Por Luis París. Dr. En Lingüística. Investigador del Conicet
Ahí donde Rosita agradece haber conseguido un trabajo, María se ve explotada por su empleador y Teresa siente orgullo por haber ganado ese puesto por su capacidad y talento. Las diferentes creencias hacen que cada una tenga una conducta distinta y ‘construyan’ diferentes realidades. ¿Quién es el autor de esas narrativas? La mayoría de los relatos que asumimos los incorporamos del medio -la familia, la escuela, la televisión, WhatsApp, etc. Los humanistas preconizamos que una vida bien vivida supone crear nuestro propio relato, pero esto no deja de ser un mandamiento ético más que una descripción de lo que realmente acontece.
Montado sobre esta condición de lo humano, el discurso social imperante sostiene que una parte esencial de la praxis política consiste en una ‘batalla cultural’ por imponer un relato que construya la experiencia colectiva y desbanque el relato de los medios hegemónicos. Este discurso imperante convierte al ‘construccionismo’ en una caricatura infantil tristemente cómica. Asume que estamos encerrados en una mente donde alguien nos pasa una película que no elegimos y no somos capaces de salir de ese cine-prisión para acceder a una realidad más allá de la narrativa. La política fabrica esas narrativas a placer, controla hasta su último detalle y los políticos se sienten ‘todopoderosos’. Se obsesionan con ‘regular’, dirigir la película, aunque no conozcan su trama. Esta creencia es la madre de todos los errores.
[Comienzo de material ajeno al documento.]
use axum::{
    http::StatusCode,
    response::{IntoResponse, Response},
};
use blob_store::ListedBlob;
use data_model::{BlobError, BlobId};
use serde::{Deserialize, Serialize};
use tracing::{error, warn};

#[derive(Debug, Serialize, Deserialize)]
pub struct BlobApiError {
    #[serde(skip)]
    status_code: StatusCode,
    message: String,
}

impl BlobApiError {
    pub fn new(status_code: StatusCode, message: &str) -> Self {
        Self {
            status_code,
            message: message.to_string(),
        }
    }

    pub fn bad_request(message: &str) -> Self {
        Self::new(StatusCode::BAD_REQUEST, message)
    }

    pub fn status_code(&self) -> StatusCode {
        self.status_code
    }
}

impl IntoResponse for BlobApiError {
    fn into_response(self) -> Response {
        if self.status_code.is_server_error() {
            error!("API Error: {} - {}", self.status_code, self.message);
        } else {
            warn!("API Error: {} - {}", self.status_code, self.message);
        }
        (self.status_code, self.message).into_response()
    }
}

impl From<BlobError> for BlobApiError {
    fn from(e: BlobError) -> Self {
        let status_code = match &e {
            BlobError::BlobNotFound { .. } | BlobError::NamespaceNotFound { .. } => {
                StatusCode::NOT_FOUND
            }
            BlobError::HashMismatch { .. } | BlobError::InvalidInput { .. } => {
                StatusCode::BAD_REQUEST
            }
            BlobError::TooManyRequests { .. } => StatusCode::TOO_MANY_REQUESTS,
            BlobError::ReplicationFailed { .. } => StatusCode::SERVICE_UNAVAILABLE,
            BlobError::Unsupported { .. } => StatusCode::NOT_IMPLEMENTED,
            _ => StatusCode::INTERNAL_SERVER_ERROR,
        };
        Self::new(status_code, &e.to_string())
    }
}

fn default_list_limit() -> usize {
    1000
}

#[derive(Debug, Default, Deserialize)]
pub struct GetBlobParams {
    #[serde(default)]
    pub allow_redirect: bool,
}

#[derive(Debug, Default, Deserialize)]
pub struct ExistsParams {
    #[serde(default)]
    pub force_check: bool,
}

#[derive(Debug, Deserialize)]
pub struct ListParams {
    #[serde(default = "default_list_limit")]
    pub limit: usize,
    /// Resume after this identifier, usually a previous `next_cursor`.
    #[serde(default)]
    pub start_after: Option<String>,
}

#[derive(Debug, Serialize, Deserialize)]
pub struct ListResponse {
    pub blobs: Vec<ListedBlob>,
    /// Set when the listing stopped at `limit`.
    pub truncated: bool,
    #[serde(default, skip_serializing_if = "Option::is_none")]
    pub next_cursor: Option<BlobId>,
}

#[derive(Debug, Serialize, Deserialize)]
pub struct PutBlobResponse {
    pub identifier: String,
}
La realidad existe y por sus propias convicciones los políticos no se han preparado para lidiar con ella sino para crear ficciones. Esta inefable pandemia es una realidad que nos ha pasado por encima y no hay película que pueda ocultarla. Negaron que la pandemia fuese a llegar al país, después encerraron a cuarenta millones cuando había cien enfermos. Ese encierro iba a durar quince días para amesetar un pico que nunca terminó de llegar, que incluso hoy no sabemos si fue, está o va a venir. Como cineastas que son, convirtieron la situación en una ‘gesta patriótica’ montada sobre la dicotomía ‘vida o economía’ y cualquiera que cuestiona la estrategia es un antipatria lleno de odio que busca la muerte de los más débiles, los ancianos a los que tanto se protege con copiosas jubilaciones.
Gente, el pensamiento crítico es la mejor receta que ha creado la humanidad para sobreponerse a la realidad, y éste se asienta en la evaluación de los efectos de distintas soluciones potenciales; por el contrario, el pensamiento dicotómico se cierra sobre una sola opción, no busca alternativas, es empobrecido y brutal. La gran ‘gesta’ ha fracasado, seis meses después tenemos miles de muertos y un encierro que ni el presidente puede respetar (asadito con Moyano y flia.) y la economía destruida, un millón más de desempleados, otro tanto de nuevos pobres, gente que ha visto el sueño por el que trabajó toda su vida destruido.
La economía es real, el dólar es real y no hay películas de épicas patrióticas que tuerzan la dura realidad que millones de argentinos -entre los que se destacan altos miembros del gobierno y quizás cientos de miles de militantes- eligen comprar dólares. Hace unos pocos años el presidente definía al cepo como un cercenamiento inaceptable de la libertad. La película es mala y para peor, ni el director cree en ella. Sin embargo todavía hay muchos fieles que aceptan este cinismo -conjeturo- por un ancestral instinto más fuerte que la verdad: el de ser aceptados. Experimentos cognitivos muestran que un sujeto enfrentado a una línea curva dirá que es recta si el resto de los sujetos ahí presentas dicen que lo es. El setenta por ciento prefiere pertenecer a sostener su propia visión de la realidad. Para el otro treinta por ciento, los gobiernos tienen instrumentos educadores infalibles: despidos, cárceles y a veces la muerte. Esperemos no llegar ahí de nuevo.